→ WORK INSTRUCTIONS: Whenever the string "PolicyValidator" turns up in a line below, that line should be copied.

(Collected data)
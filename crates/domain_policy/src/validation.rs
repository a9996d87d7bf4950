//! Policy form validation
//!
//! - Policy number is required
//! - Coverage amount and premium must be greater than zero
//! - End date must be after the start date
//! - Description, when given, is at most 1000 characters

use rust_decimal::Decimal;

use core_kernel::validation::trimmed_len;
use core_kernel::ValidationResult;

use crate::policy::PolicyForm;

pub const DESCRIPTION_MAX_CHARS: usize = 1000;

/// Validator for policy forms
pub struct PolicyValidator;

impl PolicyValidator {
    pub fn validate_form(form: &PolicyForm) -> ValidationResult {
        let mut result = ValidationResult::ok();

        if form.policy_number.trim().is_empty() {
            result.add_error("policyNumber", "Policy number is required");
        }

        if form.coverage_amount <= Decimal::ZERO {
            result.add_error("coverageAmount", "Coverage amount must be greater than 0");
        }

        if form.premium <= Decimal::ZERO {
            result.add_error("premium", "Premium must be greater than 0");
        }

        if form.end_date <= form.start_date {
            result.add_error("endDate", "End date must be after start date");
        }

        if let Some(description) = &form.description {
            if trimmed_len(description) > DESCRIPTION_MAX_CHARS {
                result.add_error(
                    "description",
                    format!("Description cannot exceed {DESCRIPTION_MAX_CHARS} characters"),
                );
            }
        }

        result
    }
}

→ ANSWER TO THIS PROBLEM:
pub struct PolicyValidator;
impl PolicyValidator {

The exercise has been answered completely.